Hydration does not mean pouring cold water over your head. Depending on the air temperature and intensity of your practice session or game, the ADA says you can lose 10 liters of body fluids per day. In addition, one practice in hot weather can result in a loss of 12 pounds through sweating. Bonci recommends a hydration plan that includes water and sports drinks, as these help replace electrolytes you lose through sweating. To ensure adequate hydration, drink one 16-ounce sports drink an hour before practice and 20 to 40 oz. of either water or a sports drink for each hour of practice. Weigh yourself immediately following each practice or game and for each pound of weight loss, drink 24 oz. of either water or a sports drink.
Be careful when incorporating nutritional supplements into your diet. Check with your coach or review the governing body rule book as many ban supplements, even if they list all natural ingredients. One nutritional supplement the ADA lists as common for players over age 18 is creatine, according to Lehigh University Athletics. Creatine may help increase muscle energy without side effects, but high school players under age 18 should not use creatine supplements. The ADA says there is not enough evidence to ensure the supplements are safe for young players. If you incorporate creatine into your sports nutrition plan, do not exceed 3 to 5 g per day.
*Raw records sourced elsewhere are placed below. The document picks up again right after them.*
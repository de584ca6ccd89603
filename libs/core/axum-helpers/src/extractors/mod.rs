//! Extractors that reject with the standard error body.

pub mod uuid_path;
pub mod validated_json;

pub use uuid_path::UuidPath;
pub use validated_json::ValidatedJson;
//! API routes module

pub mod health;
pub mod products;

use axum::{Json, Router, middleware, routing::get};
use axum_helpers::http::enforce_rate_limit;
use axum_helpers::server::{create_router, health_router};
use serde_json::{Value, json};

use crate::openapi::ApiDoc;
use crate::state::AppState;

/// Routes mounted under `/api`, all subject to the general rate limit
pub fn routes(state: &AppState) -> Router {
    Router::new()
        .nest("/products", products::router(state))
        .layer(middleware::from_fn_with_state(
            state.config.rate_limits.general(),
            enforce_rate_limit,
        ))
}

/// `/ready` with storage checks
pub fn ready_router(state: AppState) -> Router {
    Router::new()
        .route("/ready", get(health::ready_handler))
        .with_state(state)
}

async fn root() -> Json<Value> {
    Json(json!({ "message": "Hello API" }))
}

/// The complete application: documented `/api`, `/health`, `/ready` and `/`
pub fn app(state: &AppState) -> eyre::Result<Router> {
    let router = create_router::<ApiDoc>(routes(state), &state.config.environment)?;

    Ok(router
        .merge(health_router(state.config.app))
        .merge(ready_router(state.clone()))
        .route("/", get(root)))
}
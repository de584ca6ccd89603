//! Shared test utilities for domain testing
//!
//! This crate provides reusable test infrastructure for all domain crates:
//! - `TestDatabase`: PostgreSQL container with migrations applied (feature: "postgres")
//! - `TestDataBuilder`: Deterministic test data generation (always available)
//! - `assertions`: Custom assertion helpers (always available)
//!
//! # Usage
//!
//! ```rust,no_run
//! use test_utils::{TestDatabase, TestDataBuilder};
//!
//! #[tokio::test]
//! async fn my_postgres_test() {
//!     let db = TestDatabase::new().await;
//!     let builder = TestDataBuilder::from_test_name("my_test");
//!
//!     let name = builder.name("product", "main");
//!     let category = builder.category("fruit");
//! }
//! ```

use uuid::Uuid;

#[cfg(feature = "postgres")]
mod postgres;

#[cfg(feature = "postgres")]
pub use postgres::TestDatabase;

/// Builder for test data with deterministic randomization
///
/// This ensures tests are reproducible by using seeded random data.
pub struct TestDataBuilder {
    seed: u64,
}

impl TestDataBuilder {
    /// Create a new builder with a seed (for deterministic tests)
    pub fn new(seed: u64) -> Self {
        Self { seed }
    }

    /// Create from test name (generates seed from test name hash)
    ///
    /// This is the recommended way to create a builder for consistent test data.
    ///
    /// # Example
    ///
    /// ```
    /// use test_utils::TestDataBuilder;
    ///
    /// let builder = TestDataBuilder::from_test_name("test_create_resource");
    /// ```
    pub fn from_test_name(name: &str) -> Self {
        use std::collections::hash_map::DefaultHasher;
        use std::hash::{Hash, Hasher};

        let mut hasher = DefaultHasher::new();
        name.hash(&mut hasher);
        Self::new(hasher.finish())
    }

    /// Deterministic UUID derived from the seed, for ids that must not exist
    pub fn uuid(&self) -> Uuid {
        let bytes = self.seed.to_le_bytes();
        let mut uuid_bytes = [0u8; 16];
        uuid_bytes[..8].copy_from_slice(&bytes);
        uuid_bytes[8..16].copy_from_slice(&bytes);
        Uuid::from_bytes(uuid_bytes)
    }

    /// Generate a unique name for testing
    ///
    /// # Arguments
    ///
    /// * `prefix` - The type of resource (e.g., "product")
    /// * `suffix` - A unique identifier within the test (e.g., "main", "backup")
    ///
    /// # Example
    ///
    /// ```
    /// use test_utils::TestDataBuilder;
    ///
    /// let builder = TestDataBuilder::from_test_name("my_test");
    /// let name = builder.name("product", "main");
    /// // Returns: "test-product-12345-main"
    /// ```
    pub fn name(&self, prefix: &str, suffix: &str) -> String {
        format!("test-{}-{}-{}", prefix, self.seed, suffix)
    }

    /// Category unique to this test, so filtered queries only see its own rows
    pub fn category(&self, suffix: &str) -> String {
        format!("{}-{}", suffix, self.seed % 1_000_000)
    }
}

/// Test assertion helpers
pub mod assertions {
    use uuid::Uuid;

    /// Assert that two UUIDs are equal with a nice error message
    pub fn assert_uuid_eq(actual: Uuid, expected: Uuid, context: &str) {
        assert_eq!(
            actual, expected,
            "{}: expected UUID {}, got {}",
            context, expected, actual
        );
    }

    /// Assert that an optional value is Some
    pub fn assert_some<T>(value: Option<T>, context: &str) -> T {
        value.unwrap_or_else(|| panic!("{}: expected Some, got None", context))
    }
}
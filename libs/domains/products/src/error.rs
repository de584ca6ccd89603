use axum::response::{IntoResponse, Response};
use axum_helpers::AppError;
use sea_orm::DbErr;
use thiserror::Error;
use uuid::Uuid;

#[derive(Debug, Error)]
pub enum ProductError {
    /// Business-rule violation; the message tells the client what to fix
    #[error("{0}")]
    Validation(String),

    /// No live product with this id (never existed or soft-deleted)
    #[error("Product not found: {0}")]
    NotFound(Uuid),

    #[error("Storage error: {0}")]
    Storage(#[from] DbErr),
}

pub type ProductResult<T> = Result<T, ProductError>;

/// Convert ProductError to AppError for standardized error responses
impl From<ProductError> for AppError {
    fn from(err: ProductError) -> Self {
        match err {
            ProductError::Validation(msg) => AppError::BadRequest(msg),
            ProductError::NotFound(id) => {
                tracing::debug!(product_id = %id, "Product lookup missed");
                AppError::NotFound("Product not found".to_string())
            }
            ProductError::Storage(e) => AppError::Database(e),
        }
    }
}

impl IntoResponse for ProductError {
    fn into_response(self) -> Response {
        let app_error: AppError = self.into();
        app_error.into_response()
    }
}
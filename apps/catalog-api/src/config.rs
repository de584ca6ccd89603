//! Configuration for the catalog API

use axum_helpers::RateLimitConfig;
use core_config::{AppInfo, ConfigError, FromEnv, app_info, env_parse, server::ServerConfig};
use database::postgres::PostgresConfig;
use std::str::FromStr;

pub use core_config::Environment;

/// Where products are stored
#[derive(Clone, Debug)]
pub enum StorageBackend {
    Postgres(PostgresConfig),
    /// Process-local map, lost on restart
    Memory,
}

impl StorageBackend {
    pub fn name(&self) -> &'static str {
        match self {
            StorageBackend::Postgres(_) => "postgres",
            StorageBackend::Memory => "memory",
        }
    }
}

#[derive(Clone, Copy, Debug, PartialEq, Eq)]
enum BackendKind {
    Postgres,
    Memory,
}

impl FromStr for BackendKind {
    type Err = String;

    fn from_str(s: &str) -> Result<Self, Self::Err> {
        match s.to_ascii_lowercase().as_str() {
            "postgres" | "postgresql" => Ok(Self::Postgres),
            "memory" | "in-memory" => Ok(Self::Memory),
            other => Err(format!("expected 'postgres' or 'memory', got '{other}'")),
        }
    }
}

/// Application configuration
#[derive(Clone, Debug)]
pub struct Config {
    pub app: AppInfo,
    pub environment: Environment,
    pub server: ServerConfig,
    pub storage: StorageBackend,
    /// Apply pending migrations before serving
    pub run_migrations: bool,
    pub rate_limits: RateLimitConfig,
}

impl FromEnv for Config {
    fn from_env() -> Result<Self, ConfigError> {
        let storage = match env_parse("STORAGE_BACKEND", BackendKind::Postgres)? {
            BackendKind::Postgres => StorageBackend::Postgres(PostgresConfig::from_env()?),
            BackendKind::Memory => StorageBackend::Memory,
        };

        Ok(Self {
            app: app_info!(),
            environment: Environment::from_env(),
            server: ServerConfig::from_env()?,
            storage,
            run_migrations: env_parse("RUN_MIGRATIONS", true)?,
            rate_limits: RateLimitConfig::from_env()?,
        })
    }
}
Another important aspect of sports nutrition for football players is a regular schedule of meals and snacks. Bonci advises that you create and stick to a plan that includes three meals a day with snacks in between. Before each game, you should consume a low-fat, lean-protein and carbohydrate-rich meal, and include a postgame snack, such as peanut butter crackers, trail mix, yogurt with cereal, a bagel with cream cheese or a sports bar within 30 minutes of finishing practice or a game.